What is the difference between the god described by David Bentley and no god at all?
What you are asking is roughly analogous to the question “What’s the use of the ocean to a wave on the ocean?”, or “Does it matter to the waves whether the ocean exists or not?”
Hart is basically saying that God is the substrate of all existence. In his words, that “all things that exist receive their being continuously from him.”
However, in the long passage I’ve quoted he is mostly talking about what God isn’t, before going into discussions of what he is or may be, in later chapters.
Not sure I agree with your analogy.
The ocean, being analogous to the universe, exists. I assume we won’t devolve into pedantry of defining existence.
Whether the universe and existence has/had a prime mover is what most people who talk about G/god is what they usually mean, IME.
To then speculate about the ocean/universe/existence imbued with an omnipresent yet impotent or infinitely benign god seems, pointless. It’s an unnecessary complication in a system that is so often described as being no more complex than absolutely necessary.

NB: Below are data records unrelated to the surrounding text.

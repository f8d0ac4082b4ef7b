// ai integration - sends the diagnosis prompt to gemini or claude

use crate::Error;
use serde::{Deserialize, Serialize};
use std::future::Future;

const GEMINI_URL: &str = "https://generativelanguage.googleapis.com/v1beta/models";
const CLAUDE_URL: &str = "https://api.anthropic.com/v1/messages";

#[derive(Debug, Clone, Copy, PartialEq, Eq, Default, clap::ValueEnum)]
pub enum Provider {
    #[default]
    Gemini,
    Claude,
}

impl Provider {
    pub const ALL: [Provider; 2] = [Provider::Gemini, Provider::Claude];

    pub fn name(self) -> &'static str {
        match self {
            Provider::Gemini => "gemini",
            Provider::Claude => "claude",
        }
    }

    // env vars checked for a key, in order
    pub fn key_vars(self) -> &'static [&'static str] {
        match self {
            Provider::Gemini => &["GEMINI_API_KEY", "GOOGLE_API_KEY", "GEMNI_API_KEY"],
            Provider::Claude => &["ANTHROPIC_API_KEY", "CLAUDE_API_KEY", "CLAUDE_KEY"],
        }
    }

    pub fn index(self) -> usize {
        Self::ALL.iter().position(|&p| p == self).unwrap_or(0)
    }

    pub fn default_model(self) -> &'static str {
        match self {
            Provider::Gemini => "gemini-2.0-flash",
            Provider::Claude => "claude-sonnet-4-20250514",
        }
    }

    pub fn key_from_env(self) -> Option<String> {
        self.key_vars()
            .iter()
            .find_map(|var| std::env::var(var).ok().filter(|k| !k.trim().is_empty()))
    }
}

/// Anything that can turn a prompt into free-form text.
pub trait Generate: Send + Sync {
    fn generate(&self, prompt: &str) -> impl Future<Output = Result<String, Error>> + Send;
}

pub struct Ai {
    client: reqwest::Client,
    provider: Provider,
    api_key: String,
    model: String,
}

// gemini wire format
#[derive(Serialize)]
struct GeminiRequest<'a> {
    contents: Vec<GeminiContent<'a>>,
}

#[derive(Serialize)]
struct GeminiContent<'a> {
    role: &'static str,
    parts: Vec<GeminiPart<'a>>,
}

#[derive(Serialize)]
struct GeminiPart<'a> {
    text: &'a str,
}

#[derive(Deserialize)]
struct GeminiResponse {
    #[serde(default)]
    candidates: Vec<GeminiCandidate>,
}

#[derive(Deserialize)]
struct GeminiCandidate {
    content: Option<GeminiReply>,
}

#[derive(Deserialize)]
struct GeminiReply {
    #[serde(default)]
    parts: Vec<GeminiReplyPart>,
}

#[derive(Deserialize)]
struct GeminiReplyPart {
    #[serde(default)]
    text: String,
}

// claude wire format
#[derive(Serialize)]
struct ClaudeRequest<'a> {
    model: &'a str,
    max_tokens: u32,
    messages: Vec<ClaudeMessage<'a>>,
}

#[derive(Serialize)]
struct ClaudeMessage<'a> {
    role: &'static str,
    content: &'a str,
}

#[derive(Deserialize)]
struct ClaudeResponse {
    content: Vec<ClaudeContent>,
}

#[derive(Deserialize)]
struct ClaudeContent {
    #[serde(default)]
    text: String,
}

impl Ai {
    /// An explicit key wins over the environment; `model` falls back to the provider default.
    pub fn new(
        provider: Provider,
        api_key: Option<String>,
        model: Option<String>,
    ) -> Result<Self, Error> {
        let api_key = api_key
            .filter(|k| !k.trim().is_empty())
            .or_else(|| provider.key_from_env())
            .ok_or(Error::MissingApiKey(provider))?;

        Ok(Self {
            client: reqwest::Client::new(),
            provider,
            api_key,
            model: model.unwrap_or_else(|| provider.default_model().to_string()),
        })
    }

    pub fn provider(&self) -> Provider {
        self.provider
    }

    pub fn model(&self) -> &str {
        &self.model
    }

    async fn gemini(&self, prompt: &str) -> Result<String, Error> {
        let request = GeminiRequest {
            contents: vec![GeminiContent {
                role: "user",
                parts: vec![GeminiPart { text: prompt }],
            }],
        };

        let response = self
            .client
            .post(format!("{GEMINI_URL}/{}:generateContent", self.model))
            .header("x-goog-api-key", &self.api_key)
            .json(&request)
            .send()
            .await?;

        if !response.status().is_success() {
            let status = response.status();
            let body = response.text().await?;
            return Err(Error::Provider(format!("gemini returned {status}: {body}")));
        }

        let response: GeminiResponse = response.json().await?;

        // concatenate the parts of the first candidate
        let text: String = response
            .candidates
            .into_iter()
            .next()
            .and_then(|c| c.content)
            .map(|c| c.parts.into_iter().map(|p| p.text).collect())
            .unwrap_or_default();

        if text.trim().is_empty() {
            return Err(Error::Provider("gemini returned no text".to_string()));
        }

        Ok(text)
    }

    async fn claude(&self, prompt: &str) -> Result<String, Error> {
        let request = ClaudeRequest {
            model: &self.model,
            max_tokens: 2048,
            messages: vec![ClaudeMessage {
                role: "user",
                content: prompt,
            }],
        };

        let response = self
            .client
            .post(CLAUDE_URL)
            .header("x-api-key", &self.api_key)
            .header("anthropic-version", "2023-06-01")
            .header("content-type", "application/json")
            .json(&request)
            .send()
            .await?;

        if !response.status().is_success() {
            let status = response.status();
            let body = response.text().await?;
            return Err(Error::Provider(format!("claude returned {status}: {body}")));
        }

        let response: ClaudeResponse = response.json().await?;
        let text = response
            .content
            .into_iter()
            .next()
            .map(|c| c.text)
            .unwrap_or_default();

        if text.trim().is_empty() {
            return Err(Error::Provider("claude returned no text".to_string()));
        }

        Ok(text)
    }
}

impl Generate for Ai {
    async fn generate(&self, prompt: &str) -> Result<String, Error> {
        match self.provider {
            Provider::Gemini => self.gemini(prompt).await,
            Provider::Claude => self.claude(prompt).await,
        }
    }
}
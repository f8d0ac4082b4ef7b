// tests for the symptom report -> diagnosis pipeline, with fake ai providers

use std::sync::Mutex;
use std::sync::atomic::{AtomicUsize, Ordering};

use healthwise::{
    Classifier, Diagnoser, Error, Generate, MAX_SYMPTOM_CHARS, Rejection, SymptomReport,
    diagnosis_prompt,
};

const REPLY: &str = "```json\n{\"diagnoses\":[{\"name\":\"Tension Headache\",\"confidence\":0.8}],\"shouldSeekProfessionalCare\":false}\n```";

// answers every prompt with the same text and remembers what it was asked
struct Canned {
    reply: &'static str,
    calls: AtomicUsize,
    last_prompt: Mutex<Option<String>>,
}

impl Canned {
    fn new(reply: &'static str) -> Self {
        Self {
            reply,
            calls: AtomicUsize::new(0),
            last_prompt: Mutex::new(None),
        }
    }
}

impl Generate for Canned {
    async fn generate(&self, prompt: &str) -> Result<String, Error> {
        self.calls.fetch_add(1, Ordering::SeqCst);
        *self.last_prompt.lock().unwrap() = Some(prompt.to_string());
        Ok(self.reply.to_string())
    }
}

struct Down;

impl Generate for Down {
    async fn generate(&self, _prompt: &str) -> Result<String, Error> {
        Err(Error::Provider("quota exceeded".to_string()))
    }
}

fn diagnoser<G: Generate>(generator: G) -> Diagnoser<G> {
    Diagnoser::new(Classifier::medical().unwrap(), generator)
}

fn calls(d: &Diagnoser<Canned>) -> usize {
    d.generator().calls.load(Ordering::SeqCst)
}

#[tokio::test]
async fn test_diagnose_success() {
    let d = diagnoser(Canned::new(REPLY));
    let report = SymptomReport::new("I have a severe headache and fever", None);

    let result = d.diagnose(&report).await.unwrap();
    assert_eq!(result.diagnoses[0].name, "Tension Headache");
    assert!(!result.seek_care());
    assert_eq!(calls(&d), 1);
}

#[tokio::test]
async fn test_prompt_carries_report() {
    let d = diagnoser(Canned::new(REPLY));
    let report = SymptomReport::new("sore throat", Some("asthma".to_string()));
    d.diagnose(&report).await.unwrap();

    let prompt = d.generator().last_prompt.lock().unwrap().clone().unwrap();
    assert_eq!(prompt, diagnosis_prompt("sore throat", Some("asthma")));
    assert!(prompt.contains(r#"Symptoms: "sore throat""#));
    assert!(prompt.contains(r#"Medical History: "asthma""#));
}

#[test]
fn test_prompt_without_history() {
    let prompt = diagnosis_prompt("rash", None);
    assert!(prompt.contains(r#"Medical History: "None provided""#));
    assert_eq!(prompt, diagnosis_prompt("rash", Some("   ")));
}

#[tokio::test]
async fn test_off_topic_never_calls_ai() {
    let d = diagnoser(Canned::new(REPLY));
    let report = SymptomReport::new("Tell me about the stock market", None);

    let err = d.diagnose(&report).await.unwrap_err();
    assert!(matches!(err, Rejection::OutOfScope));
    assert_eq!(err.category(), "out_of_scope");
    assert!(err.is_user_correctable());
    assert_eq!(calls(&d), 0);
}

#[tokio::test]
async fn test_empty_symptoms_rejected() {
    let d = diagnoser(Canned::new(REPLY));

    for symptoms in ["", "   "] {
        let err = d
            .diagnose(&SymptomReport::new(symptoms, Some("diabetes".to_string())))
            .await
            .unwrap_err();
        assert_eq!(err.category(), "invalid_input");
        assert_eq!(
            err.to_string(),
            "Symptoms are required and must be a non-empty string."
        );
    }
    assert_eq!(calls(&d), 0);
}

#[tokio::test]
async fn test_length_limit() {
    let d = diagnoser(Canned::new(REPLY));

    let at_limit = format!("fever {}", "a".repeat(MAX_SYMPTOM_CHARS - 6));
    assert_eq!(at_limit.chars().count(), MAX_SYMPTOM_CHARS);
    assert!(d.diagnose(&SymptomReport::new(at_limit, None)).await.is_ok());

    let over = format!("fever {}", "a".repeat(MAX_SYMPTOM_CHARS - 5));
    let err = d.diagnose(&SymptomReport::new(over, None)).await.unwrap_err();
    assert!(matches!(err, Rejection::InvalidInput(_)));
    assert!(err.to_string().contains("too long"));

    assert_eq!(calls(&d), 1);
}

#[tokio::test]
async fn test_length_counts_chars_not_bytes() {
    let d = diagnoser(Canned::new(REPLY));
    let symptoms = format!("fever {}", "é".repeat(MAX_SYMPTOM_CHARS - 6));
    assert!(symptoms.len() > MAX_SYMPTOM_CHARS);
    assert!(d.diagnose(&SymptomReport::new(symptoms, None)).await.is_ok());
}

#[tokio::test]
async fn test_history_counts_for_classification() {
    let d = diagnoser(Canned::new(REPLY));

    // no term in the symptoms, but the history has one
    let report = SymptomReport::new("I feel off", Some("asthma".to_string()));
    assert!(d.screen(&report).is_ok());

    // and an off-topic history vetoes medical symptoms
    let report = SymptomReport::new("fever", Some("bitcoin trader".to_string()));
    assert!(matches!(d.screen(&report), Err(Rejection::OutOfScope)));
}

#[tokio::test]
async fn test_provider_failure() {
    let d = diagnoser(Down);
    let err = d
        .diagnose(&SymptomReport::new("chest pain", None))
        .await
        .unwrap_err();

    assert_eq!(err.category(), "upstream_unavailable");
    assert!(!err.is_user_correctable());
    assert_eq!(err.to_string(), "Something went wrong.");
    assert!(err.detail().contains("quota exceeded"));
}

#[tokio::test]
async fn test_unparseable_reply() {
    let d = diagnoser(Canned::new("I'm sorry, I can't provide medical advice."));
    let err = d
        .diagnose(&SymptomReport::new("chest pain", None))
        .await
        .unwrap_err();

    match err {
        Rejection::UpstreamParseFailure(e) => {
            assert_eq!(e.cleaned, "I'm sorry, I can't provide medical advice.");
        }
        other => panic!("expected parse failure, got {other:?}"),
    }
}

#[tokio::test]
async fn test_out_of_range_reply_is_parse_failure() {
    let d = diagnoser(Canned::new(
        r#"{"diagnoses":[{"name":"Flu","confidence":85}]}"#,
    ));
    let err = d
        .diagnose(&SymptomReport::new("fever", None))
        .await
        .unwrap_err();
    assert_eq!(err.category(), "upstream_parse_failure");
}

#[test]
fn test_report_wire_format() {
    let report: SymptomReport =
        serde_json::from_str(r#"{"symptoms":"cough","medicalHistory":"smoker"}"#).unwrap();
    assert_eq!(report.medical_history.as_deref(), Some("smoker"));

    let report: SymptomReport = serde_json::from_str(r#"{"symptoms":"cough"}"#).unwrap();
    assert_eq!(report.medical_history, None);
    assert_eq!(report.classification_input(), "cough ");
}
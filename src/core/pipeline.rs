// symptom report -> diagnosis
// everything that can be rejected locally is rejected before the ai is called

use serde::{Deserialize, Serialize};

use crate::Rejection;
use crate::core::ai::Generate;
use crate::core::classifier::{Classifier, Verdict};
use crate::core::diagnosis::DiagnosisResult;
use crate::core::prompt::diagnosis_prompt;
use crate::core::sanitizer::extract;

pub const MAX_SYMPTOM_CHARS: usize = 1000;

/// What a user submits.
#[derive(Debug, Clone, Default, PartialEq, Serialize, Deserialize)]
#[serde(rename_all = "camelCase")]
pub struct SymptomReport {
    pub symptoms: String,
    #[serde(default, skip_serializing_if = "Option::is_none")]
    pub medical_history: Option<String>,
}

impl SymptomReport {
    pub fn new(symptoms: impl Into<String>, medical_history: Option<String>) -> Self {
        Self {
            symptoms: symptoms.into(),
            medical_history,
        }
    }

    /// Symptoms and history joined, which is what the classifier looks at.
    pub fn classification_input(&self) -> String {
        format!(
            "{} {}",
            self.symptoms,
            self.medical_history.as_deref().unwrap_or_default()
        )
    }
}

pub struct Diagnoser<G> {
    classifier: Classifier,
    generator: G,
}

impl<G: Generate> Diagnoser<G> {
    pub fn new(classifier: Classifier, generator: G) -> Self {
        Self {
            classifier,
            generator,
        }
    }

    pub fn classifier(&self) -> &Classifier {
        &self.classifier
    }

    pub fn generator(&self) -> &G {
        &self.generator
    }

    /// Input validation and classification, no external calls.
    pub fn screen(&self, report: &SymptomReport) -> Result<(), Rejection> {
        if report.symptoms.trim().is_empty() {
            return Err(Rejection::InvalidInput(
                "Symptoms are required and must be a non-empty string.".to_string(),
            ));
        }

        if report.symptoms.chars().count() > MAX_SYMPTOM_CHARS {
            return Err(Rejection::InvalidInput(format!(
                "Symptoms description is too long. Please keep it under {MAX_SYMPTOM_CHARS} characters."
            )));
        }

        match self.classifier.classify(&report.classification_input()) {
            Verdict::Accepted { term } => {
                tracing::debug!(%term, "query accepted");
                Ok(())
            }
            verdict => {
                tracing::info!(?verdict, "query rejected as out of scope");
                Err(Rejection::OutOfScope)
            }
        }
    }

    pub async fn diagnose(&self, report: &SymptomReport) -> Result<DiagnosisResult, Rejection> {
        self.screen(report)?;

        let prompt = diagnosis_prompt(&report.symptoms, report.medical_history.as_deref());

        let raw = self.generator.generate(&prompt).await.map_err(|e| {
            tracing::error!(error = %e, "ai provider call failed");
            Rejection::UpstreamUnavailable(e.to_string())
        })?;

        let result = extract(&raw).map_err(|e| {
            tracing::error!(reason = %e.reason, cleaned = %e.cleaned, "could not parse ai response");
            Rejection::UpstreamParseFailure(e)
        })?;

        tracing::info!(conditions = result.diagnoses.len(), "diagnosis ready");
        Ok(result)
    }
}
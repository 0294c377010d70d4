//! Currency amount normalization
//!
//! Receipt amounts arrive as locale-formatted substrings ("12.345,67",
//! "Rp 20.500", "$3.50"). Normalization happens in exactly one place so the
//! comma/period disambiguation rules stay consistent across every field.

use tracing::debug;

use crate::models::ParsedReceipt;

/// Normalize a raw currency substring into a non-negative amount.
///
/// All characters except digits, commas, and periods are stripped, then:
/// - both separators present: the one appearing last is the decimal point,
///   the other is a thousands separator and is removed. This handles
///   Indonesian "12.345,67" and US "12,345.67" alike, both reading 12345.67;
/// - comma only: commas are thousands separators and are removed;
/// - period only: the period is the decimal point.
///
/// Known limitation: comma-decimal locales with no thousands separator are
/// lossy. "12,50" meaning 12.50 is read as 1250. This mirrors the upstream
/// behavior and is deliberate; do not "fix" it here.
///
/// Returns `None` when nothing numeric survives the cleanup.
pub fn normalize_amount(raw: &str) -> Option<f64> {
    let cleaned: String = raw
        .chars()
        .filter(|c| c.is_ascii_digit() || *c == ',' || *c == '.')
        .collect();
    if cleaned.is_empty() {
        return None;
    }

    let last_comma = cleaned.rfind(',');
    let last_period = cleaned.rfind('.');

    let canonical = match (last_comma, last_period) {
        (Some(c), Some(p)) if c > p => cleaned.replace('.', "").replace(',', "."),
        (Some(_), Some(_)) => cleaned.replace(',', ""),
        (Some(_), None) => cleaned.replace(',', ""),
        _ => cleaned,
    };

    canonical.parse::<f64>().ok().filter(|v| *v >= 0.0)
}

/// Resolve the receipt's total via the fixed priority chain.
///
/// 1. the total block's raw substring;
/// 2. the subtotal block's raw substring;
/// 3. the sum of normalizable item prices; an unparsable price contributes
///    0.0, it never aborts the sum.
///
/// Defaults to 0.0 when every source is absent or unparsable.
pub fn resolve_total(receipt: &ParsedReceipt) -> f64 {
    if let Some(total) = receipt.total.as_deref().and_then(normalize_amount) {
        return total;
    }
    if let Some(subtotal) = receipt.subtotal.as_deref().and_then(normalize_amount) {
        debug!("total marker missing, using subtotal");
        return subtotal;
    }
    receipt
        .items
        .iter()
        .map(|item| {
            item.price
                .as_deref()
                .and_then(normalize_amount)
                .unwrap_or(0.0)
        })
        .sum()
}

#[cfg(test)]
mod tests {
    use super::*;
    use crate::models::LineItem;

    fn item(name: &str, price: Option<&str>) -> LineItem {
        LineItem {
            name: name.to_string(),
            unit_price: None,
            count: "1".to_string(),
            price: price.map(str::to_string),
        }
    }

    #[test]
    fn test_both_separators() {
        assert_eq!(normalize_amount("12.345,67"), Some(12345.67));
        assert_eq!(normalize_amount("1.234.567,89"), Some(1234567.89));
        // US ordering resolves the same way
        assert_eq!(normalize_amount("12,345.67"), Some(12345.67));
    }

    #[test]
    fn test_comma_only_is_thousands() {
        assert_eq!(normalize_amount("12,345"), Some(12345.0));
        // Lossy for comma-decimal locales, by design.
        assert_eq!(normalize_amount("12,50"), Some(1250.0));
    }

    #[test]
    fn test_period_only_is_decimal() {
        assert_eq!(normalize_amount("3.50"), Some(3.5));
    }

    #[test]
    fn test_currency_symbols_stripped() {
        assert_eq!(normalize_amount("Rp 20.500,00"), Some(20500.0));
        assert_eq!(normalize_amount("$1,299"), Some(1299.0));
    }

    #[test]
    fn test_unparsable() {
        assert_eq!(normalize_amount(""), None);
        assert_eq!(normalize_amount("gratis"), None);
        assert_eq!(normalize_amount("..,,"), None);
    }

    #[test]
    fn test_total_takes_priority() {
        let receipt = ParsedReceipt {
            total: Some("21.550".to_string()),
            subtotal: Some("99.999".to_string()),
            items: vec![item("AQUA", Some("6.000"))],
            ..ParsedReceipt::default()
        };
        assert_eq!(resolve_total(&receipt), 21.55);
    }

    #[test]
    fn test_subtotal_fallback() {
        let receipt = ParsedReceipt {
            total: None,
            subtotal: Some("20.500,00".to_string()),
            items: vec![item("AQUA", Some("6.000"))],
            ..ParsedReceipt::default()
        };
        assert_eq!(resolve_total(&receipt), 20500.0);
    }

    #[test]
    fn test_unparsable_total_falls_through() {
        let receipt = ParsedReceipt {
            total: Some("---".to_string()),
            subtotal: Some("15,000".to_string()),
            ..ParsedReceipt::default()
        };
        assert_eq!(resolve_total(&receipt), 15000.0);
    }

    #[test]
    fn test_item_sum_fallback() {
        let receipt = ParsedReceipt {
            items: vec![
                item("AQUA", Some("6,000")),
                item("MYSTERY", Some("???")),
                item("ROTI", Some("14,500")),
                item("BONUS", None),
            ],
            ..ParsedReceipt::default()
        };
        // Unparsable and missing prices contribute 0, never abort.
        assert_eq!(resolve_total(&receipt), 20500.0);
    }

    #[test]
    fn test_everything_absent() {
        assert_eq!(resolve_total(&ParsedReceipt::default()), 0.0);
    }
}
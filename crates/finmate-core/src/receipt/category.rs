//! Keyword-based spending category classification
//!
//! Classification is an ordered rule table, first match wins, so the
//! priority contract stays explicit: a store named "Supermarket Food Court"
//! is `belanja` because the grocery rule is checked before the food rule.

use crate::models::{Category, ParsedReceipt};

/// Store-name rules, evaluated in order against the lowercased store name.
const STORE_RULES: &[(&[&str], Category)] = &[
    (
        &[
            "market",
            "grocery",
            "supermarket",
            "minimarket",
            "swalayan",
            "toserba",
            "indomaret",
            "alfamart",
        ],
        Category::Belanja,
    ),
    (
        &[
            "restaurant",
            "resto",
            "cafe",
            "kafe",
            "food",
            "warung",
            "hotel",
            "bakery",
            "coffee",
        ],
        Category::Makanan,
    ),
    (
        &["gas", "fuel", "petrol", "spbu", "pertamina"],
        Category::Transportasi,
    ),
    (
        &[
            "pharmacy",
            "medical",
            "hospital",
            "apotek",
            "apotik",
            "klinik",
            "rumah sakit",
        ],
        Category::Kesehatan,
    ),
];

/// Food and drink words checked against item names when the store name gave
/// no signal. Any hit classifies the receipt as `makanan`.
const FOOD_ITEM_KEYWORDS: &[&str] = &[
    "nasi", "ayam", "mie", "bakso", "sate", "soto", "roti", "kopi", "teh", "jus", "susu", "es",
    "goreng", "burger", "pizza",
];

/// Classify a parsed receipt into exactly one category.
///
/// Total function: checks the store name against [`STORE_RULES`] first, then
/// falls back to scanning item names for food keywords, then `lainnya`.
pub fn classify(receipt: &ParsedReceipt) -> Category {
    let store = receipt.store_name.to_lowercase();
    if !store.is_empty() {
        for (keywords, category) in STORE_RULES {
            if keywords.iter().any(|k| store.contains(k)) {
                return *category;
            }
        }
    }

    for item in &receipt.items {
        let name = item.name.to_lowercase();
        if FOOD_ITEM_KEYWORDS.iter().any(|k| name.contains(k)) {
            return Category::Makanan;
        }
    }

    Category::Lainnya
}
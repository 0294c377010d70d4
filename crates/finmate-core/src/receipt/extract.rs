//! Receipt field extraction orchestrator
//!
//! Composes the tagged-sequence parser, the numeric normalizer, and the
//! category classifier into the one operation callers see. This is also the
//! single boundary where failures become a well-formed degraded result:
//! callers always receive an `ExtractedResult`, never an `Err`.

use tracing::{debug, error, warn};

use crate::models::ExtractedResult;
use crate::vision::{VisionBackend, VisionClient};

use super::category::classify;
use super::numeric::resolve_total;
use super::parser::parse_sequence;

/// Store-name fallback in the note template
const UNKNOWN_STORE: &str = "Toko tidak diketahui";

/// Receipt extractor with an optionally configured vision backend
///
/// The vision model is injected rather than loaded as process-wide state, so
/// the pure pipeline stays testable without inference infrastructure.
pub struct ReceiptExtractor {
    vision: Option<VisionClient>,
}

impl ReceiptExtractor {
    /// Create an extractor with the given vision backend (None disables
    /// image extraction; sequence extraction still works)
    pub fn new(vision: Option<VisionClient>) -> Self {
        Self { vision }
    }

    /// Create from environment variables (see [`VisionClient::from_env`])
    pub fn from_env() -> Self {
        Self::new(VisionClient::from_env())
    }

    /// Whether a vision backend is configured
    pub fn has_vision(&self) -> bool {
        self.vision.is_some()
    }

    /// Run the pure extraction pipeline over a raw tagged sequence.
    ///
    /// Total function: partial or garbage model output degrades field by
    /// field (empty items, 0.0 total, `lainnya`), it does not fail.
    pub fn extract_sequence(&self, raw: &str) -> ExtractedResult {
        let parsed = parse_sequence(raw);
        let total = resolve_total(&parsed);
        let category = classify(&parsed);

        if total <= 0.0 {
            warn!(store = %parsed.store_name, "extracted total is zero");
        }

        let store = if parsed.store_name.is_empty() {
            UNKNOWN_STORE
        } else {
            parsed.store_name.as_str()
        };

        debug!(%store, total, category = %category, "receipt extracted");

        ExtractedResult {
            error: None,
            total,
            category,
            date: parsed.date.clone(),
            note: format!("OCR dari struk - {}", store),
            items: parsed.items.clone(),
            raw_ocr: raw.to_string(),
            parsed_data: Some(parsed),
        }
    }

    /// Run vision inference on a receipt image, then the extraction pipeline.
    ///
    /// Failures never propagate: a missing backend or a failed inference
    /// both come back as the degraded result shape with `error` populated.
    pub async fn extract_image(&self, image: &[u8]) -> ExtractedResult {
        let Some(vision) = &self.vision else {
            warn!("no vision backend configured, returning degraded result");
            return ExtractedResult::degraded("Model not available", "OCR model tidak tersedia");
        };

        match vision.read_receipt(image).await {
            Ok(sequence) => self.extract_sequence(&sequence),
            Err(e) => {
                error!(model = %vision.model(), error = %e, "vision inference failed");
                ExtractedResult::degraded(e.to_string(), format!("Gagal memproses struk: {}", e))
            }
        }
    }
}
//! CLI command tests
//!
//! This module contains all tests for the CLI commands.

use std::io::Write;

use clap::Parser;
use finmate_core::{ReceiptExtractor, VisionClient};

use crate::cli::{Cli, Commands};
use crate::commands;

// ========== Argument Parsing Tests ==========

#[test]
fn test_parse_extract_with_file() {
    let cli = Cli::parse_from(["finmate", "extract", "--file", "seq.txt"]);
    match cli.command {
        Commands::Extract { file } => {
            assert_eq!(file.unwrap().to_str(), Some("seq.txt"));
        }
        _ => panic!("expected extract command"),
    }
}

#[test]
fn test_parse_extract_stdin_default() {
    let cli = Cli::parse_from(["finmate", "extract"]);
    match cli.command {
        Commands::Extract { file } => assert!(file.is_none()),
        _ => panic!("expected extract command"),
    }
}

#[test]
fn test_parse_scan_requires_file() {
    assert!(Cli::try_parse_from(["finmate", "scan"]).is_err());
}

#[test]
fn test_parse_global_verbose() {
    let cli = Cli::parse_from(["finmate", "extract", "--verbose"]);
    assert!(cli.verbose);
}

// ========== Extract Command Tests ==========

#[test]
fn test_cmd_extract_from_file() {
    let mut file = tempfile::NamedTempFile::new().unwrap();
    write!(
        file,
        "<s_store_name>INDOMARET<s_total><s_total_price>20.500</s_total>"
    )
    .unwrap();

    let result = commands::cmd_extract(Some(file.path()));
    assert!(result.is_ok());
}

#[test]
fn test_cmd_extract_missing_file() {
    let result = commands::cmd_extract(Some(std::path::Path::new("/nonexistent/seq.txt")));
    assert!(result.is_err());
}

// ========== Scan Command Tests ==========

fn mock_extractor() -> ReceiptExtractor {
    ReceiptExtractor::new(Some(VisionClient::mock()))
}

#[tokio::test]
async fn test_cmd_scan_missing_image() {
    // Backend is present, but the image file doesn't exist.
    let result =
        commands::cmd_scan_with(mock_extractor(), std::path::Path::new("/nonexistent/receipt.jpg"))
            .await;
    assert!(result.is_err());
}

#[tokio::test]
async fn test_cmd_scan_without_backend() {
    let result = commands::cmd_scan_with(
        ReceiptExtractor::new(None),
        std::path::Path::new("receipt.jpg"),
    )
    .await;
    let err = result.unwrap_err();
    assert!(err.to_string().contains("No vision backend configured"));
}

#[tokio::test]
async fn test_cmd_scan_with_mock_backend() {
    let mut file = tempfile::NamedTempFile::new().unwrap();
    file.write_all(b"fake-jpeg-bytes").unwrap();

    let result = commands::cmd_scan_with(mock_extractor(), file.path()).await;
    assert!(result.is_ok());
}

:smack: Once more, with feeling:
Whether the universe and existence has/had a prime mover is what most people mean when they talk about G/god, IME.
No. In the analogy the whole universe and everything that’s in it is analogous to the waves only, not to the ocean.
If you read through the whole of Hart’s passage properly - I know it’s very long - you’ll see what he’s getting at.
Again, that’s something very different, if by ‘prime mover’ you mean an object with certain qualities which causes certain effects. That’s a ‘demiurge’ in Hart’s terminology.